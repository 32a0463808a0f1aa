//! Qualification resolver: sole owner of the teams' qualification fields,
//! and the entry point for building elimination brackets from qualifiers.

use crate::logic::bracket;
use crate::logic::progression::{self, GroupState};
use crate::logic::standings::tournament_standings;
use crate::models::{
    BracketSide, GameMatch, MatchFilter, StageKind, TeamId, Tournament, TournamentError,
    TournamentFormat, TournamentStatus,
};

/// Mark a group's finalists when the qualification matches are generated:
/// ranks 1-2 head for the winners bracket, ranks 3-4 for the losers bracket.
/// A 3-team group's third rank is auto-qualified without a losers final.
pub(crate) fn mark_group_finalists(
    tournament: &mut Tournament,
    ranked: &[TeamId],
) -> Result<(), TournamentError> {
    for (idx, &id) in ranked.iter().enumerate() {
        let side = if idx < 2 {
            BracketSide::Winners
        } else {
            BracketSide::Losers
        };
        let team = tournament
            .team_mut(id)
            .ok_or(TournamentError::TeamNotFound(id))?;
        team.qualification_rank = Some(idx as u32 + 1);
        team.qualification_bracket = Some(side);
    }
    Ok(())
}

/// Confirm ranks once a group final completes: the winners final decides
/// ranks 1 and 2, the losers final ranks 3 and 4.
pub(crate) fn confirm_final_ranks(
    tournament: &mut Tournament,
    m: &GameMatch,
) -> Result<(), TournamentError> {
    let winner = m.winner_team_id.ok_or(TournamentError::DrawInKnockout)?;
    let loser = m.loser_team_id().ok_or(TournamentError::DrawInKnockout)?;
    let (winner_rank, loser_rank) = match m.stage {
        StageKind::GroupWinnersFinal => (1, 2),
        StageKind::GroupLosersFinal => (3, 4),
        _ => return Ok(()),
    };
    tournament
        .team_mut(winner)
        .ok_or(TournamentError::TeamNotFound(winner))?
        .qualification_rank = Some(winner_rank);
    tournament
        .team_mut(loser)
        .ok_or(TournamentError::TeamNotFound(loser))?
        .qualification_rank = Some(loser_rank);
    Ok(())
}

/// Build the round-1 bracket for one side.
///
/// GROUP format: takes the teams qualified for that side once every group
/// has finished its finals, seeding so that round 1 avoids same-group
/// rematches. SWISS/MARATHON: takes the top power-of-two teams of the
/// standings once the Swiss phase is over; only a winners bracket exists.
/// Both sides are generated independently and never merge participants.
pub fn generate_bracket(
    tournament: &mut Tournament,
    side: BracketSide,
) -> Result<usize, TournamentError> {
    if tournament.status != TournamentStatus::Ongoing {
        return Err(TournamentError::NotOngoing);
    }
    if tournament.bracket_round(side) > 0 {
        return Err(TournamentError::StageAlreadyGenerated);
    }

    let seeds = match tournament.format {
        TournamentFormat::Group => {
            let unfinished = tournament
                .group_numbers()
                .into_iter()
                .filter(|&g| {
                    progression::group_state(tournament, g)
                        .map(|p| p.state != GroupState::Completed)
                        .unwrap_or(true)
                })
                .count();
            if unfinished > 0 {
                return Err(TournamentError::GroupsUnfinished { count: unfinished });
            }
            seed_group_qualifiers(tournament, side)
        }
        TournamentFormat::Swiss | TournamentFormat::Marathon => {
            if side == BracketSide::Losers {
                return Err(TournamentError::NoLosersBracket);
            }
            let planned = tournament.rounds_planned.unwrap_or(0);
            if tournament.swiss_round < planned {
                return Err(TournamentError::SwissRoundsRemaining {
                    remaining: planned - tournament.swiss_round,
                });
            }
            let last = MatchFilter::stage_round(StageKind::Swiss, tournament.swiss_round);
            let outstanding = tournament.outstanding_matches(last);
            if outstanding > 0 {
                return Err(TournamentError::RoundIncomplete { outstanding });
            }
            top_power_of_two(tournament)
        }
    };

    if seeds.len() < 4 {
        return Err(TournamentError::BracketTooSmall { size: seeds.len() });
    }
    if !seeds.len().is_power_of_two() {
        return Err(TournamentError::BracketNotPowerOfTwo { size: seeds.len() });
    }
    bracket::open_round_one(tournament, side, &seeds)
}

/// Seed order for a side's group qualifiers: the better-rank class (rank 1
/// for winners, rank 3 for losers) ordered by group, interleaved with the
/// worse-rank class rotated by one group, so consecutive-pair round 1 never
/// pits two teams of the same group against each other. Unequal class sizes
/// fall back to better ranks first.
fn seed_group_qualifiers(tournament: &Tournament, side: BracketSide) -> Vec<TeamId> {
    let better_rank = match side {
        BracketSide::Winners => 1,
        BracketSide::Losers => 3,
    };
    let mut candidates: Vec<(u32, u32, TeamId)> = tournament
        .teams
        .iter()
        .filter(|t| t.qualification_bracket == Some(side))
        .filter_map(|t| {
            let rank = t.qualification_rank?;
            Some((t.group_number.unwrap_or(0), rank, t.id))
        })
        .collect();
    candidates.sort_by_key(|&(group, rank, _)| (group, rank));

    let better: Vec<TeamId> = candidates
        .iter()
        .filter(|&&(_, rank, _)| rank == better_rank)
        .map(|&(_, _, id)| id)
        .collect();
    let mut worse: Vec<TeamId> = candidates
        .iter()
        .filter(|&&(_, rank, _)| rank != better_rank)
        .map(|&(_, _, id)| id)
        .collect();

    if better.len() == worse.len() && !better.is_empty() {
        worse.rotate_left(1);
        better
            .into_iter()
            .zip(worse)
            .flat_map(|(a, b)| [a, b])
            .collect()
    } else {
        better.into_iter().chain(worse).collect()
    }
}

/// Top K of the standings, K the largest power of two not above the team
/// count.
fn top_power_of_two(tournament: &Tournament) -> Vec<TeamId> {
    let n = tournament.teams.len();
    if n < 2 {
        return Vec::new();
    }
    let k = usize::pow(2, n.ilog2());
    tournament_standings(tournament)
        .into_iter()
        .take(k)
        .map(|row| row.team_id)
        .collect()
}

·····

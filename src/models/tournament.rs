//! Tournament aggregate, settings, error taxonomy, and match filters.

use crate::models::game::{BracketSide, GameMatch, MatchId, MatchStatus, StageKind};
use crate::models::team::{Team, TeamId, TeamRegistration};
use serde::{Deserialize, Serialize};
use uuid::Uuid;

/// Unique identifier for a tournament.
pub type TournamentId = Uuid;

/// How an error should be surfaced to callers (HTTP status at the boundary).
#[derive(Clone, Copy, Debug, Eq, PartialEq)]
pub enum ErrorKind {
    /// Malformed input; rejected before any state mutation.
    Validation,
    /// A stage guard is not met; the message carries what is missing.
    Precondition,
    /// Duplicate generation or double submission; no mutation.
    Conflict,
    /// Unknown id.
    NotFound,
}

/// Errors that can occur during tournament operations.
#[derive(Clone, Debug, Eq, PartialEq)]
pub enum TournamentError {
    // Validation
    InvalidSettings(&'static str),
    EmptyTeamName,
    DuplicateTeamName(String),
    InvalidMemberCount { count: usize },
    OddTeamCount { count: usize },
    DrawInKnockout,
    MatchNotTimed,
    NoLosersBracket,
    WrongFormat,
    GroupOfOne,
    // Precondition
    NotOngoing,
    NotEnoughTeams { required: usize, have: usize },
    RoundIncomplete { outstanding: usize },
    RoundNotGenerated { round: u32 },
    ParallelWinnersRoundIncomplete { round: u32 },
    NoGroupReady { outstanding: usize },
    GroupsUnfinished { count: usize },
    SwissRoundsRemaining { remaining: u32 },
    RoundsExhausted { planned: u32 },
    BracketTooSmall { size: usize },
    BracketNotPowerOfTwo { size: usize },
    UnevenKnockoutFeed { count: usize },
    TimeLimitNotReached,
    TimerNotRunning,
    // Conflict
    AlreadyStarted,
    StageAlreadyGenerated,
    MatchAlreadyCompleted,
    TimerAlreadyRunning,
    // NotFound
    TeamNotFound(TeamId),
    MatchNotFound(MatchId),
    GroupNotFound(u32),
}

·····

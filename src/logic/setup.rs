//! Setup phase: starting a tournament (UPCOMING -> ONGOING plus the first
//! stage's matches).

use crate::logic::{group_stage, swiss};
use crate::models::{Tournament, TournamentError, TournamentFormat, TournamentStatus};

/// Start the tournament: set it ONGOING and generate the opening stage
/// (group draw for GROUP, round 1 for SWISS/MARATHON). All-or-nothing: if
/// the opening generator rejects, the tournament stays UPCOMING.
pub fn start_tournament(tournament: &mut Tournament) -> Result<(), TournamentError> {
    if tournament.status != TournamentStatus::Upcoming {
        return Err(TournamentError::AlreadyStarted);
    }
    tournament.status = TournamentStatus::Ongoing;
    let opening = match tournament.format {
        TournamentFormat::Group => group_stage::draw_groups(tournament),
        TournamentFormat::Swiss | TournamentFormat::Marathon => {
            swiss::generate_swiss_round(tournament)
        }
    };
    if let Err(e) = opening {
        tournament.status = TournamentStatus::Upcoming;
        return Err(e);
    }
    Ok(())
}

·····

● **EXERCISE GOAL**
Return all lines of the data in which the string "TeamId" appears.

● **ANSWER SECTION**
    BracketSide, GameMatch, MatchFilter, StageKind, TeamId, Tournament, TournamentError,
    ranked: &[TeamId],
fn seed_group_qualifiers(tournament: &Tournament, side: BracketSide) -> Vec<TeamId> {
    let mut candidates: Vec<(u32, u32, TeamId)> = tournament
    let better: Vec<TeamId> = candidates
    let mut worse: Vec<TeamId> = candidates
fn top_power_of_two(tournament: &Tournament) -> Vec<TeamId> {
use crate::models::team::{Team, TeamId, TeamRegistration};
    TeamNotFound(TeamId),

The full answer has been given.